Bosnia and Herzegovina and its citizens have become hostages to their own Public Prosecutor's Office. All the cases with over 1000 names of Bosnian-Herzegovinian citizens, which were rejected by the Prosecutor's Office at the Hague tribunal, were taken to Belgrade by Dodik's confidant and the head of the Republic of Srpska Association of Prisoners of War Camps Branislav Dukić, where they were – with the support of Serbian President Boris Tadić – submitted to the special War Crimes Prosecutor of the Republic of Serbia Vladimir Vukčević. Thus we have come to the situation where both the Serbian and Bosnian-Herzegovinian prosecutors deal in the same way with the processing of Bosnian-Herzegovinian citizens. It is a real nonsense that both prosecutors are requesting the extradition of General Divjak from Austria, when they both as well as the OHR are aware that the Prosecutor's Office at the Hague tribunal rejected the allegations of the crimes committed by General Divjak and others in the Dobrovoljačka case. The basic responsibility for the present situation lies with the Public Prosecutor of Bosnia and Herzegovina, who should have stopped all further investigations already in 2003 after it received the negative opinion from the Hague Prosecutor's Office regarding the Bosnian-Herzegovinian leaders, General Divjak and others, as well as with the international community which is represented in Bosnia and Herzegovina by OHR. We are actually talking about organised undermining of Bosnia and Herzegovina carried out by Tadić, Dačić and Dodik.

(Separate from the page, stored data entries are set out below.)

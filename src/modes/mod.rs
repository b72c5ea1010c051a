//! Game modes.
//!
//! One engine (`GameMode`) drives all seven variants; `ModeKind` picks the
//! rule set. Modes read the shared `CountryCatalog` and never modify it.
//!
//! | Mode     | Starts in        | Over when                     | Wrong answer     |
//! |----------|------------------|-------------------------------|------------------|
//! | Classic  | Question         | every country asked           | -                |
//! | Time     | Ready            | clock reaches 0               | clock -2s        |
//! | Survival | Question         | no lives left                 | one life lost    |
//! | Region   | RegionSelection  | every country of region asked | -                |
//! | Capital  | Question         | every capital asked           | -                |
//! | Flags    | Question         | never                         | -                |
//! | Learning | Question         | never (wraps around)          | not judged       |

pub mod kind;
mod mode;
mod rules;
pub mod state;
pub mod timer;
pub mod used;

pub use kind::ModeKind;
pub use mode::GameMode;
pub use state::{
    Answer, AnswerOutcome, GameSnapshot, GameState, GameStats, ModeExtras, Options, Phase, Progress, Score,
    Verdict,
};
pub use timer::Countdown;
pub use used::UsedSet;
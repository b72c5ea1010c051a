//! Country records and the fixed set of quiz regions.
//!
//! A `Country` is an immutable value. Identity is its `name`: two records
//! with the same name are the same country, whatever their other fields say.

use std::fmt;
use std::str::FromStr;

use serde::{Deserialize, Serialize};

use super::error::QuizError;

/// Geographic region a country belongs to.
///
/// The set is closed: Region mode only offers these six.
#[derive(Clone, Copy, Debug, PartialEq, Eq, Hash, PartialOrd, Ord, Serialize, Deserialize)]
#[serde(rename_all = "snake_case")]
pub enum Region {
    Europe,
    Asia,
    Africa,
    NorthAmerica,
    SouthAmerica,
    Oceania,
}

impl Region {
    /// All regions in display order.
    pub const ALL: [Region; 6] = [
        Region::Europe,
        Region::Asia,
        Region::Africa,
        Region::NorthAmerica,
        Region::SouthAmerica,
        Region::Oceania,
    ];

    /// Human-readable name.
    #[must_use]
    pub const fn name(self) -> &'static str {
        match self {
            Region::Europe => "Europe",
            Region::Asia => "Asia",
            Region::Africa => "Africa",
            Region::NorthAmerica => "North America",
            Region::SouthAmerica => "South America",
            Region::Oceania => "Oceania",
        }
    }
}

impl fmt::Display for Region {
    fn fmt(&self, f: &mut fmt::Formatter<'_>) -> fmt::Result {
        f.write_str(self.name())
    }
}

impl FromStr for Region {
    type Err = QuizError;

    /// Accepts the display name or the snake_case key, ignoring ASCII case.
    fn from_str(s: &str) -> Result<Self, Self::Err> {
        let wanted = s.trim();
        Region::ALL
            .into_iter()
            .find(|region| {
                region.name().eq_ignore_ascii_case(wanted)
                    || region.name().replace(' ', "_").eq_ignore_ascii_case(wanted)
            })
            .ok_or_else(|| QuizError::UnknownRegion(s.to_string()))
    }
}

/// A country as presented by the quiz.
#[derive(Clone, Debug, PartialEq, Eq, Serialize, Deserialize)]
pub struct Country {
    /// Unique key within a catalog.
    pub name: String,

    /// Raster flag image URL.
    #[serde(default, skip_serializing_if = "Option::is_none")]
    pub flag_png: Option<String>,

    /// Vector flag image URL.
    #[serde(default, skip_serializing_if = "Option::is_none")]
    pub flag_svg: Option<String>,

    #[serde(default, skip_serializing_if = "Option::is_none")]
    pub region: Option<Region>,

    #[serde(default, skip_serializing_if = "Option::is_none")]
    pub capital: Option<String>,

    #[serde(default, skip_serializing_if = "Option::is_none")]
    pub language: Option<String>,

    #[serde(default, skip_serializing_if = "Option::is_none")]
    pub population: Option<u64>,
}

impl Country {
    /// Create a country with only a name.
    pub fn new(name: impl Into<String>) -> Self {
        Self {
            name: name.into(),
            flag_png: None,
            flag_svg: None,
            region: None,
            capital: None,
            language: None,
            population: None,
        }
    }

    /// Set both flag image references (builder pattern).
    #[must_use]
    pub fn with_flags(mut self, png: impl Into<String>, svg: impl Into<String>) -> Self {
        self.flag_png = Some(png.into());
        self.flag_svg = Some(svg.into());
        self
    }

    /// Set the region (builder pattern).
    #[must_use]
    pub fn with_region(mut self, region: Region) -> Self {
        self.region = Some(region);
        self
    }

    /// Set the capital (builder pattern).
    #[must_use]
    pub fn with_capital(mut self, capital: impl Into<String>) -> Self {
        self.capital = Some(capital.into());
        self
    }

    /// Set the main language (builder pattern).
    #[must_use]
    pub fn with_language(mut self, language: impl Into<String>) -> Self {
        self.language = Some(language.into());
        self
    }

    /// Set the population (builder pattern).
    #[must_use]
    pub fn with_population(mut self, population: u64) -> Self {
        self.population = Some(population);
        self
    }

    /// Same country by identity (exact name match).
    #[must_use]
    pub fn same_as(&self, other: &Country) -> bool {
        self.name == other.name
    }

    /// Capital, treating an empty string as missing.
    #[must_use]
    pub fn capital(&self) -> Option<&str> {
        self.capital.as_deref().filter(|c| !c.is_empty())
    }
}

impl fmt::Display for Country {
    fn fmt(&self, f: &mut fmt::Formatter<'_>) -> fmt::Result {
        f.write_str(&self.name)
    }
}
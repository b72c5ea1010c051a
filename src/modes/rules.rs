//! Per-mode rules.
//!
//! The engine in `mode.rs` is shared by all seven modes. Everything that
//! differs between them lives here:
//! - which countries a question may be about (the pool)
//! - what a wrong answer costs
//! - when the game is over
//! - the phase a fresh game starts in
//! - the extra fields reported in snapshots and stats

use crate::catalog::CountryCatalog;
use crate::core::{Country, QuizConfig, QuizError, Region};

use super::kind::ModeKind;
use super::state::{ModeExtras, Phase};
use super::timer::Countdown;
use super::used::UsedSet;

/// Rules plus the mode-specific state they act on.
#[derive(Debug)]
pub(crate) enum ModeRules {
    Classic,
    Time(Countdown),
    Survival { lives: u32, max_lives: u32 },
    Region { selected: Option<Region> },
    Capital,
    Flags,
    /// Catalog indices in visiting order, and the next position to visit.
    Learning { order: Vec<usize>, index: usize },
}

impl ModeRules {
    pub(crate) fn for_kind(kind: ModeKind, config: &QuizConfig) -> Self {
        match kind {
            ModeKind::Classic => ModeRules::Classic,
            ModeKind::Time => ModeRules::Time(Countdown::new(config.time_limit_secs, config.tick_period)),
            ModeKind::Survival => ModeRules::Survival {
                lives: config.max_lives,
                max_lives: config.max_lives,
            },
            ModeKind::Region => ModeRules::Region { selected: None },
            ModeKind::Capital => ModeRules::Capital,
            ModeKind::Flags => ModeRules::Flags,
            ModeKind::Learning => ModeRules::Learning {
                order: Vec::new(),
                index: 0,
            },
        }
    }

    /// Back to the state of a freshly constructed mode.
    pub(crate) fn reset(&mut self) {
        match self {
            ModeRules::Time(countdown) => countdown.reset(),
            ModeRules::Survival { lives, max_lives } => *lives = *max_lives,
            ModeRules::Region { selected } => *selected = None,
            ModeRules::Learning { order, index } => {
                order.clear();
                *index = 0;
            }
            ModeRules::Classic | ModeRules::Capital | ModeRules::Flags => {}
        }
    }

    /// Phase a started game waits in before its first question, if any.
    pub(crate) fn gate(&self) -> Option<Phase> {
        match self {
            ModeRules::Time(_) => Some(Phase::Ready),
            ModeRules::Region { .. } => Some(Phase::RegionSelection),
            _ => None,
        }
    }

    /// Countries a question may be about.
    pub(crate) fn pool<'c>(&self, catalog: &'c CountryCatalog) -> Result<Vec<&'c Country>, QuizError> {
        match self {
            ModeRules::Region { selected: Some(region) } => Ok(catalog.in_region(*region)),
            ModeRules::Region { selected: None } => Err(QuizError::NoRegionSelected),
            ModeRules::Capital => Ok(catalog.with_capitals()),
            _ => Ok(catalog.all()?.iter().collect()),
        }
    }

    /// Size of the pool, 0 when it cannot be computed yet.
    pub(crate) fn pool_size(&self, catalog: &CountryCatalog) -> usize {
        self.pool(catalog).map_or(0, |pool| pool.len())
    }

    /// Apply the mode's cost of a wrong answer.
    pub(crate) fn on_wrong(&mut self, config: &QuizConfig) {
        match self {
            ModeRules::Time(countdown) => {
                countdown.penalize(config.time_penalty_secs);
            }
            ModeRules::Survival { lives, .. } => *lives = lives.saturating_sub(1),
            _ => {}
        }
    }

    /// Learning mode never judges answers.
    pub(crate) fn is_scored(&self) -> bool {
        !matches!(self, ModeRules::Learning { .. })
    }

    /// Answers are only accepted while this holds.
    pub(crate) fn accepts_answers(&self) -> bool {
        match self {
            ModeRules::Time(countdown) => countdown.is_armed(),
            _ => true,
        }
    }

    pub(crate) fn is_finished(&self, used: &UsedSet, catalog: &CountryCatalog) -> bool {
        match self {
            ModeRules::Classic | ModeRules::Capital | ModeRules::Region { .. } => {
                let pool = self.pool_size(catalog);
                pool > 0 && used.len() >= pool
            }
            ModeRules::Time(countdown) => countdown.remaining() == 0,
            ModeRules::Survival { lives, .. } => *lives == 0,
            ModeRules::Flags | ModeRules::Learning { .. } => false,
        }
    }

    pub(crate) fn countdown(&self) -> Option<&Countdown> {
        match self {
            ModeRules::Time(countdown) => Some(countdown),
            _ => None,
        }
    }

    pub(crate) fn countdown_mut(&mut self) -> Option<&mut Countdown> {
        match self {
            ModeRules::Time(countdown) => Some(countdown),
            _ => None,
        }
    }

    pub(crate) fn extras(&self, used: &UsedSet, catalog: &CountryCatalog) -> ModeExtras {
        match self {
            ModeRules::Classic => ModeExtras::Classic {
                total_countries: catalog.size(),
                used_countries: used.len(),
            },
            ModeRules::Time(countdown) => ModeExtras::Time {
                time_left: countdown.remaining(),
                time_limit: countdown.limit(),
                is_active: countdown.is_armed(),
                total_countries: catalog.size(),
            },
            ModeRules::Survival { lives, max_lives } => ModeExtras::Survival {
                lives: *lives,
                max_lives: *max_lives,
            },
            ModeRules::Region { selected } => ModeExtras::Region {
                selected_region: *selected,
                total_countries: self.pool_size(catalog),
                used_countries: used.len(),
            },
            ModeRules::Capital => ModeExtras::Capital {
                total_countries: self.pool_size(catalog),
                used_countries: used.len(),
            },
            ModeRules::Flags => ModeExtras::Flags {
                total_countries: catalog.size(),
            },
            ModeRules::Learning { order, index } => ModeExtras::Learning {
                current_index: *index,
                total_countries: order.len(),
            },
        }
    }
}
//! Country catalog and its sources.
//!
//! The catalog is the only collaborator the modes read from. Where the list
//! comes from (cache, host-provided sources, built-in data) is decided here.

#[allow(clippy::module_inception)]
mod catalog;
pub mod builtin;
pub mod cache;
pub mod source;

pub use cache::JsonCache;
pub use catalog::CountryCatalog;
pub use source::{BuiltinSource, CountrySource, MemorySource, SourceFuture};
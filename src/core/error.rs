//! Error types.
//!
//! Answering without a pending question is not an error: `answer_question`
//! simply returns `None`.

use thiserror::Error;

use super::country::Region;
use crate::modes::ModeKind;

/// Errors surfaced by the catalog, the modes and the orchestrator.
#[derive(Error, Debug)]
pub enum QuizError {
    /// Catalog queried before a successful load, or loaded empty.
    #[error("country catalog is not loaded")]
    NotReady,

    /// Every country source failed and no fallback was allowed.
    #[error("failed to load countries: {} source(s) failed", .failures.len())]
    LoadFailure {
        /// Source name and error, in the order they were tried.
        failures: Vec<(String, SourceError)>,
    },

    /// The mode has nothing to ask.
    #[error("no countries available for {mode} mode{}", .region.map(|r| format!(" in {r}")).unwrap_or_default())]
    EmptyPool {
        mode: ModeKind,
        region: Option<Region>,
    },

    #[error("no region selected")]
    NoRegionSelected,

    #[error("unknown region: {0}")]
    UnknownRegion(String),

    #[error("unknown game mode: {0}")]
    UnknownMode(String),

    /// Command not valid for this mode or in its current phase.
    #[error("{operation} is not supported by {mode} mode in its current phase")]
    Unsupported {
        mode: ModeKind,
        operation: &'static str,
    },
}

/// Errors from a single country source.
#[derive(Error, Debug)]
pub enum SourceError {
    #[error("IO error: {0}")]
    Io(#[from] std::io::Error),

    #[error("JSON error: {0}")]
    Json(#[from] serde_json::Error),

    /// Cached data is older than the configured time to live.
    #[error("cached data expired")]
    Expired,

    #[error("source returned no countries")]
    Empty,
}

#[cfg(test)]
mod tests {
    use super::*;

    #[test]
    fn test_load_failure_message() {
        let err = QuizError::LoadFailure {
            failures: vec![
                ("cache".to_string(), SourceError::Expired),
                ("memory".to_string(), SourceError::Empty),
            ],
        };
        assert_eq!(err.to_string(), "failed to load countries: 2 source(s) failed");
    }

    #[test]
    fn test_empty_pool_message() {
        let err = QuizError::EmptyPool {
            mode: ModeKind::Region,
            region: Some(Region::Oceania),
        };
        assert_eq!(err.to_string(), "no countries available for region mode in Oceania");

        let err = QuizError::EmptyPool {
            mode: ModeKind::Capital,
            region: None,
        };
        assert_eq!(err.to_string(), "no countries available for capital mode");
    }

    #[test]
    fn test_source_error_from_io() {
        let io = std::io::Error::new(std::io::ErrorKind::NotFound, "missing");
        let err: SourceError = io.into();
        assert!(matches!(err, SourceError::Io(_)));
    }
}
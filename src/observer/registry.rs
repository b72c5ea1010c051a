//! Listener registry.
//!
//! Each mode owns one registry. Listeners are called synchronously, in
//! registration order, before the mutating call returns.

use std::fmt;

use serde::{Deserialize, Serialize};

/// Handle returned by `ListenerRegistry::register`.
#[derive(Clone, Copy, Debug, PartialEq, Eq, Hash, Serialize, Deserialize)]
pub struct ListenerId(pub u32);

impl ListenerId {
    /// Create a new listener ID.
    #[must_use]
    pub const fn new(id: u32) -> Self {
        Self(id)
    }

    /// Get the raw ID value.
    #[must_use]
    pub const fn raw(self) -> u32 {
        self.0
    }
}

impl fmt::Display for ListenerId {
    fn fmt(&self, f: &mut fmt::Formatter<'_>) -> fmt::Result {
        write!(f, "Listener({})", self.0)
    }
}

/// Boxed listener callback.
pub type Listener<E> = Box<dyn FnMut(&E)>;

/// Ordered set of callbacks receiving `&E`.
pub struct ListenerRegistry<E> {
    listeners: Vec<(ListenerId, Listener<E>)>,
    next_id: u32,
}

impl<E> Default for ListenerRegistry<E> {
    fn default() -> Self {
        Self {
            listeners: Vec::new(),
            next_id: 0,
        }
    }
}

impl<E> ListenerRegistry<E> {
    /// Create an empty registry.
    pub fn new() -> Self {
        Self::default()
    }

    /// Register a listener, returns its ID.
    pub fn register(&mut self, listener: impl FnMut(&E) + 'static) -> ListenerId {
        let id = ListenerId::new(self.next_id);
        self.next_id += 1;
        self.listeners.push((id, Box::new(listener)));
        id
    }

    /// Remove a listener. Returns false if it was not registered.
    pub fn unregister(&mut self, id: ListenerId) -> bool {
        let before = self.listeners.len();
        self.listeners.retain(|(lid, _)| *lid != id);
        self.listeners.len() != before
    }

    /// Call every listener with `event`, in registration order.
    pub fn notify(&mut self, event: &E) {
        for (_, listener) in &mut self.listeners {
            listener(event);
        }
    }

    #[must_use]
    pub fn len(&self) -> usize {
        self.listeners.len()
    }

    #[must_use]
    pub fn is_empty(&self) -> bool {
        self.listeners.is_empty()
    }
}

impl<E> fmt::Debug for ListenerRegistry<E> {
    fn fmt(&self, f: &mut fmt::Formatter<'_>) -> fmt::Result {
        let ids: Vec<ListenerId> = self.listeners.iter().map(|(id, _)| *id).collect();
        f.debug_struct("ListenerRegistry").field("listeners", &ids).finish()
    }
}
//! # flag-quiz
//!
//! Game engine for a geography quiz: show a flag (or a country), pick the
//! matching answer from a handful of options.
//!
//! ## Design Principles
//!
//! 1. **One engine, many rule sets**: Classic, Time, Survival, Region,
//!    Capital, Flags and Learning share a single `GameMode` state machine.
//!    Only the rules differ.
//!
//! 2. **Presentation-agnostic**: Modes publish `GameSnapshot`s to listeners
//!    and take commands. Rendering, input and navigation live elsewhere.
//!
//! 3. **Load once, read freely**: The `CountryCatalog` is loaded at most
//!    once and is read-only afterwards, so all modes share it behind an `Arc`.
//!
//! 4. **Deterministic when seeded**: Every random choice goes through
//!    `GameRng`. A fixed seed replays the same questions.
//!
//! ## Modules
//!
//! - `core`: Country data, configuration, errors, RNG
//! - `catalog`: Country catalog, sources, JSON cache, built-in dataset
//! - `observer`: Listener registry used for snapshot notifications
//! - `modes`: Game state machine and the seven rule sets
//! - `quiz`: Orchestrator that switches between modes

pub mod catalog;
pub mod core;
pub mod modes;
pub mod observer;
pub mod quiz;

// Re-export commonly used types
pub use crate::core::{Country, FallbackPolicy, GameRng, LoadPolicy, QuizConfig, QuizError, Region, SourceError};

pub use crate::catalog::{BuiltinSource, CountryCatalog, CountrySource, JsonCache, MemorySource};

pub use crate::observer::{ListenerId, ListenerRegistry};

pub use crate::modes::{
    Answer, AnswerOutcome, GameMode, GameSnapshot, GameState, GameStats, ModeExtras, ModeKind, Phase, Progress,
    Score, Verdict,
};

pub use crate::quiz::{Advance, Quiz};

Interpol passed a resolution in November 2010 in Doha (Qatar) in which it abolished provisional measures suspending Serbian warrants against Bosnian-Herzegovinian patriots, after which the "hunting season" against Bosnian-Herzegovinian citizens was opened again. The state authorities of Bosnia and Herzegovina must promptly submit to Interpol a new claim for permanent suspension of all warrants issued in Serbia. They should also launch a diplomatic offensive and inform all the states with which Serbia has concluded bilateral agreements that pending the final decision is adopted by Interpol they should not take any actions or proceedings against the citizens of Bosnia and Herzegovina related to politically motivated warrants that are being constantly issued by Serbia.

The detention of General Divjak may also have negative repercussions on bilateral relations between Austria and Bosnia and Herzegovina, especially on Austrian investments and companies operating in this country.

Despite the abolishment of visas, the citizens of Bosnia and Herzegovina and the Republic of Croatia will not be able to travel safely to EU member states after tens of thousands politically motivated warrants were issued by the Belgrade regime, which will lead to the decrease in travelling within the West Balkan region and the creation of the general feeling of insecurity due to a flood of unfounded Serbian warrants.